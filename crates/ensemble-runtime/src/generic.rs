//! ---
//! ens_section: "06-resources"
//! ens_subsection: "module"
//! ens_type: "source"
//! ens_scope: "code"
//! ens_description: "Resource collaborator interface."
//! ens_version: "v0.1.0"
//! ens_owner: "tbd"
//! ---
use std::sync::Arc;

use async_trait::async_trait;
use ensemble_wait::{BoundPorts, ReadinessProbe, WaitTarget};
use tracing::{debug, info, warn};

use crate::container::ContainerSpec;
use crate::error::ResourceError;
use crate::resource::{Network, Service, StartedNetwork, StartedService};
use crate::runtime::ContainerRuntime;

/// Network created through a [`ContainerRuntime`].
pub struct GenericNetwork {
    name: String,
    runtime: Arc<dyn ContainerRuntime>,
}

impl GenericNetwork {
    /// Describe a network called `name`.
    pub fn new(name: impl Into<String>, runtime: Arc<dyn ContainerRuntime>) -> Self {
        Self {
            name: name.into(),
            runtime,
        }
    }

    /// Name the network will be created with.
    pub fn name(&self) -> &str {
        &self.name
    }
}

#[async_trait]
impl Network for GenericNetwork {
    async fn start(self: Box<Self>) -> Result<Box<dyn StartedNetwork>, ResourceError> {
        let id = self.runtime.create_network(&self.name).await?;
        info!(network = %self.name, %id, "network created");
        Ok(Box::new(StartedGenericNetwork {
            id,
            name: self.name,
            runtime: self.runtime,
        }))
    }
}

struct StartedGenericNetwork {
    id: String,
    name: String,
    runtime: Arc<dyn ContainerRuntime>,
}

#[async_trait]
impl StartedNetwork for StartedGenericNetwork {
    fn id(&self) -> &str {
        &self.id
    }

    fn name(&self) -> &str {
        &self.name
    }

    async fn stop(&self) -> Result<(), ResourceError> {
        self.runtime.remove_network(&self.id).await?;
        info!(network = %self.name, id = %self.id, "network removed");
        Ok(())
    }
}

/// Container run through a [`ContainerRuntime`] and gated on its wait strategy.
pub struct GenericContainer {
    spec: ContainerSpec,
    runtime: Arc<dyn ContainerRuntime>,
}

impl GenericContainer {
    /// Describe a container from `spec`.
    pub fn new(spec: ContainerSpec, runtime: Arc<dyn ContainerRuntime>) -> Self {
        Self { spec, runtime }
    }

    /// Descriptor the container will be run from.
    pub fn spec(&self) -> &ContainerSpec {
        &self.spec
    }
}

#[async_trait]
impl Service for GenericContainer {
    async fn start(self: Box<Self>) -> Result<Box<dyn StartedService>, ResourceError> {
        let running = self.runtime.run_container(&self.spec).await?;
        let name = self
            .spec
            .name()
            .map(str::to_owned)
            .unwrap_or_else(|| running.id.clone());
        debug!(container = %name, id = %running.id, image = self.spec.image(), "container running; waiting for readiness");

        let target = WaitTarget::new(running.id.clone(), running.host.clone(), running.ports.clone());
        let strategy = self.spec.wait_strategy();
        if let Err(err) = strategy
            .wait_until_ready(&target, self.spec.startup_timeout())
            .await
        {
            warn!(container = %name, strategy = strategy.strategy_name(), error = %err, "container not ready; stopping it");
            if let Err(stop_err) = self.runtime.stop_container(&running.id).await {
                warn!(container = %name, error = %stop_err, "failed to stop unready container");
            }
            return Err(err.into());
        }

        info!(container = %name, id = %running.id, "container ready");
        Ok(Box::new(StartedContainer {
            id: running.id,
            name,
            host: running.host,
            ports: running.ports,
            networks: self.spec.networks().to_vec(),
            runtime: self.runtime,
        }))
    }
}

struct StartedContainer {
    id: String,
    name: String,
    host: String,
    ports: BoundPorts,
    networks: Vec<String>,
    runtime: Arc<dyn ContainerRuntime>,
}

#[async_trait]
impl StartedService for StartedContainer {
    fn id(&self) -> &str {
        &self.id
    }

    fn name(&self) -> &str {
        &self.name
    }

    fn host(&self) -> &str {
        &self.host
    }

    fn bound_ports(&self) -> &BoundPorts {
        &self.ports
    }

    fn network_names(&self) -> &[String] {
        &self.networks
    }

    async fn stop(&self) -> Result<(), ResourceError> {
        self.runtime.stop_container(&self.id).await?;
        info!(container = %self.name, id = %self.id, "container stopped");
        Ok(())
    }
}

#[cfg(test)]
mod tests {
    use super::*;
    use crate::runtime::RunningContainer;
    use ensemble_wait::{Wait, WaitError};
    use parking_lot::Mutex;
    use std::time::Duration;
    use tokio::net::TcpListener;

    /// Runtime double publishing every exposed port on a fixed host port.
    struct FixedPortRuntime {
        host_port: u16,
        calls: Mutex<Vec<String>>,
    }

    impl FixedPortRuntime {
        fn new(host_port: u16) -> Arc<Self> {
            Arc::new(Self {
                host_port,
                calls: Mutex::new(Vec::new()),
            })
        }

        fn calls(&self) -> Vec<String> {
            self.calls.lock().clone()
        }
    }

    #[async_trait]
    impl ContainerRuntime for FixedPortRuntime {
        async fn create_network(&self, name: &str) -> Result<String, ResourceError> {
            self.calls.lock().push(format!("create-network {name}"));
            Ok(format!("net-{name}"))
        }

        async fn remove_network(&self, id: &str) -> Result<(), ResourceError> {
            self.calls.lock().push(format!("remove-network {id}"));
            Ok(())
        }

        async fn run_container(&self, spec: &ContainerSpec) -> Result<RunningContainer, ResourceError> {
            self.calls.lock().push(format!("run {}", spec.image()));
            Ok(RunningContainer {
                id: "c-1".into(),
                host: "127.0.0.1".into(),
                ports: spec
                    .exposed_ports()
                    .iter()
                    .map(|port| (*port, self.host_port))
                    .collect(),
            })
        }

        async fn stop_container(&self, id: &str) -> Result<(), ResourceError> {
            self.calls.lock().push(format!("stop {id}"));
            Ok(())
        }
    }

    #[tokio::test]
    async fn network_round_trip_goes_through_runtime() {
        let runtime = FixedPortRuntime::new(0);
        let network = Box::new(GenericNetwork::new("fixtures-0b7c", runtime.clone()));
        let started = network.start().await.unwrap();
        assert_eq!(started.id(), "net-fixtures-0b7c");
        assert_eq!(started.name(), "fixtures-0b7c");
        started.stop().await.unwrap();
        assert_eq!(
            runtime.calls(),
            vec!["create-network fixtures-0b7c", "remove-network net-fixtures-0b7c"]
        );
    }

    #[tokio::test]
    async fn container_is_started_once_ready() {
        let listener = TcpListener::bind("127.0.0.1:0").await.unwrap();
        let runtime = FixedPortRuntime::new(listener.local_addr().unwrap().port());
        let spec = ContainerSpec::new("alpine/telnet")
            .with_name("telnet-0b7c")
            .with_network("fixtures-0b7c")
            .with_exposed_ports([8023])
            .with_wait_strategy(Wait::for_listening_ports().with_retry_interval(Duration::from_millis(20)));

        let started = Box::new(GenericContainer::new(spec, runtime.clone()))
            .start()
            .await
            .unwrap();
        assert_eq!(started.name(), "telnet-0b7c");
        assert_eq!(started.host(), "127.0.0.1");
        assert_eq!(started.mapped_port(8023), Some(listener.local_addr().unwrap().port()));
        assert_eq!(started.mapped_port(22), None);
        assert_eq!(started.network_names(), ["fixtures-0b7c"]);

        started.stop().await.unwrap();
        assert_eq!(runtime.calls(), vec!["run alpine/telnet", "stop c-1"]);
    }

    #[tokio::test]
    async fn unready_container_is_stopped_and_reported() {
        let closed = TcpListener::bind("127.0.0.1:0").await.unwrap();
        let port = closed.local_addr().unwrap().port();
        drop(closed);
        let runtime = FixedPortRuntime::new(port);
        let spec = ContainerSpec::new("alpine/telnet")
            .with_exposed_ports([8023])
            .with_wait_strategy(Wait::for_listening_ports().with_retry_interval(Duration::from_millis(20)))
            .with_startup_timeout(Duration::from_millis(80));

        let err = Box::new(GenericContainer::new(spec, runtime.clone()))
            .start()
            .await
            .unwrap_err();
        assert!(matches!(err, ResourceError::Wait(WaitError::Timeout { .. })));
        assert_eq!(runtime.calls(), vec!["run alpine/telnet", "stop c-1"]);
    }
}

---

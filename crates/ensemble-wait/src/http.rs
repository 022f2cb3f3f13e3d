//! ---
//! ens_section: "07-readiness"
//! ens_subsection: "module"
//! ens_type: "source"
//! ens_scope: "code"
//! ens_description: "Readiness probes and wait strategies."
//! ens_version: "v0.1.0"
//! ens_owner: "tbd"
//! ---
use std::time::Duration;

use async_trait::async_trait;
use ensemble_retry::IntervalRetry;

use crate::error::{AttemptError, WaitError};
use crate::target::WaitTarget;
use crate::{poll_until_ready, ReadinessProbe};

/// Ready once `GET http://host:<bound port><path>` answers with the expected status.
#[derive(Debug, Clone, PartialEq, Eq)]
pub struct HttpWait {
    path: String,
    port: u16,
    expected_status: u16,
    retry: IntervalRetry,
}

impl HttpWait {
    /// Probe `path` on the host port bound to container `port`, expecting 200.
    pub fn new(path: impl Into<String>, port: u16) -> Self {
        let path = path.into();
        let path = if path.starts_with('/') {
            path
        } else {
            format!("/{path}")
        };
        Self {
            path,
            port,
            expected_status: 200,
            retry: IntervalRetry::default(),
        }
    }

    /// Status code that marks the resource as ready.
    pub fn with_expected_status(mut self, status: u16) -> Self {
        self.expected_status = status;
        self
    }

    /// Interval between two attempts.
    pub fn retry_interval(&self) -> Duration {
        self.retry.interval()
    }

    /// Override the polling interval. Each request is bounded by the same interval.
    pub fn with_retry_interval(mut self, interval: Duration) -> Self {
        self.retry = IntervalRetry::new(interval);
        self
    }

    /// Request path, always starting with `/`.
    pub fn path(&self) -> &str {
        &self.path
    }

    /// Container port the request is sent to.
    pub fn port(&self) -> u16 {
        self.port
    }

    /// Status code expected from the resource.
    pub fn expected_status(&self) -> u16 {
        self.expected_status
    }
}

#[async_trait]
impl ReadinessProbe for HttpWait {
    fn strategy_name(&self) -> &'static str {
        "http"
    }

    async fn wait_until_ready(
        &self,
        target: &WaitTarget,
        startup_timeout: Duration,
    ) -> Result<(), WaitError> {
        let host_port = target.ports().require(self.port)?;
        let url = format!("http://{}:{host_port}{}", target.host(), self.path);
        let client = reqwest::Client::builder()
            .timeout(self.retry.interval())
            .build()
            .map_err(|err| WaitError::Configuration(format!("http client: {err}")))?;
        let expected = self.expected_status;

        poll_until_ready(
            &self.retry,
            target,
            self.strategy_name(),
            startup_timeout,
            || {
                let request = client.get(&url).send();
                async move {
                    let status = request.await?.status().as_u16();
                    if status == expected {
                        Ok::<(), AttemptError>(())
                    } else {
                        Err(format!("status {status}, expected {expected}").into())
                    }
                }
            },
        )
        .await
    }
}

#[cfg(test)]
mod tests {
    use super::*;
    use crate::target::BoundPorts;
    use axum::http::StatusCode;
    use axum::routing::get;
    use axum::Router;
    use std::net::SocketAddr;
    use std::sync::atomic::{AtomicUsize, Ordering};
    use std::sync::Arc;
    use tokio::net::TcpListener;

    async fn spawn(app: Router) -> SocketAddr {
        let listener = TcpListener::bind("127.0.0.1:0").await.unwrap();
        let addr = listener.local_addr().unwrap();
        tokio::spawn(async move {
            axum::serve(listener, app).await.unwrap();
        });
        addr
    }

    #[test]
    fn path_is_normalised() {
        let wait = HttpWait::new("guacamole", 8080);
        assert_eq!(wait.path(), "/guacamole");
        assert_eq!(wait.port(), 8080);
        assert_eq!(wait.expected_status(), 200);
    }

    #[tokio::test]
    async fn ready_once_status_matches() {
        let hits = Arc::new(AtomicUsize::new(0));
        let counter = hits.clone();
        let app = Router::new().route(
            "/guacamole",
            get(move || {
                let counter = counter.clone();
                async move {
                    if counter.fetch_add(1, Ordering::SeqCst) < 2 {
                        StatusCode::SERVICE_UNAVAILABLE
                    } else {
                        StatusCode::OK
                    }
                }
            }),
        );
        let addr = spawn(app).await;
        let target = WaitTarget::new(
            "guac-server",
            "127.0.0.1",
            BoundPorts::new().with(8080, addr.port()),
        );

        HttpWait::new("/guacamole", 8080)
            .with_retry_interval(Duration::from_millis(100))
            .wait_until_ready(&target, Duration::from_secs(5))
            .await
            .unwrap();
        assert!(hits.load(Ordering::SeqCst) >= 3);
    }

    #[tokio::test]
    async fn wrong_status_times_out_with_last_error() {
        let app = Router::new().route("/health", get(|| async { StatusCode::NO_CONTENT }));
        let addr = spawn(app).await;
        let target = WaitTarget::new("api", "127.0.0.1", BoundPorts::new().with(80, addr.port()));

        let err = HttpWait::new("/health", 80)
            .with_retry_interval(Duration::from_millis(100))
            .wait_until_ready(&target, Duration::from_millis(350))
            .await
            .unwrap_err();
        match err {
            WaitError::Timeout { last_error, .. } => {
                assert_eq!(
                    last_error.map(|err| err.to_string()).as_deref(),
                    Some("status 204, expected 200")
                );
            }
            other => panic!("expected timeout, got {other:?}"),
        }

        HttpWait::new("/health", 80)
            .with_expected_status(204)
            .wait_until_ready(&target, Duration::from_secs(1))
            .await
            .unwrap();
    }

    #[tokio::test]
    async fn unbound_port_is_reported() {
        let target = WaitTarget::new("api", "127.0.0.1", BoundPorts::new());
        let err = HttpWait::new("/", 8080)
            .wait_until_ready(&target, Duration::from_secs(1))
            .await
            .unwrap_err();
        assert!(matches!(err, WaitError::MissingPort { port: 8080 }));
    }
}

ACTIVITY
Among the entries above, the lines between the ones containing "filename crates/ensemble-runtime/src/generic.rs" and "let id = self.runtime.create_network(&self.name).await?;", inclusive, are to be transcribed exactly. No other line is to be given.

RESPONSE TO THE TASK
filename crates/ensemble-runtime/src/generic.rs
//! ---
//! ens_section: "06-resources"
//! ens_subsection: "module"
//! ens_type: "source"
//! ens_scope: "code"
//! ens_description: "Resource collaborator interface."
//! ens_version: "v0.1.0"
//! ens_owner: "tbd"
//! ---
use std::sync::Arc;

use async_trait::async_trait;
use ensemble_wait::{BoundPorts, ReadinessProbe, WaitTarget};
use tracing::{debug, info, warn};

use crate::container::ContainerSpec;
use crate::error::ResourceError;
use crate::resource::{Network, Service, StartedNetwork, StartedService};
use crate::runtime::ContainerRuntime;

/// Network created through a [`ContainerRuntime`].
pub struct GenericNetwork {
    name: String,
    runtime: Arc<dyn ContainerRuntime>,
}

impl GenericNetwork {
    /// Describe a network called `name`.
    pub fn new(name: impl Into<String>, runtime: Arc<dyn ContainerRuntime>) -> Self {
        Self {
            name: name.into(),
            runtime,
        }
    }

    /// Name the network will be created with.
    pub fn name(&self) -> &str {
        &self.name
    }
}

#[async_trait]
impl Network for GenericNetwork {
    async fn start(self: Box<Self>) -> Result<Box<dyn StartedNetwork>, ResourceError> {
        let id = self.runtime.create_network(&self.name).await?;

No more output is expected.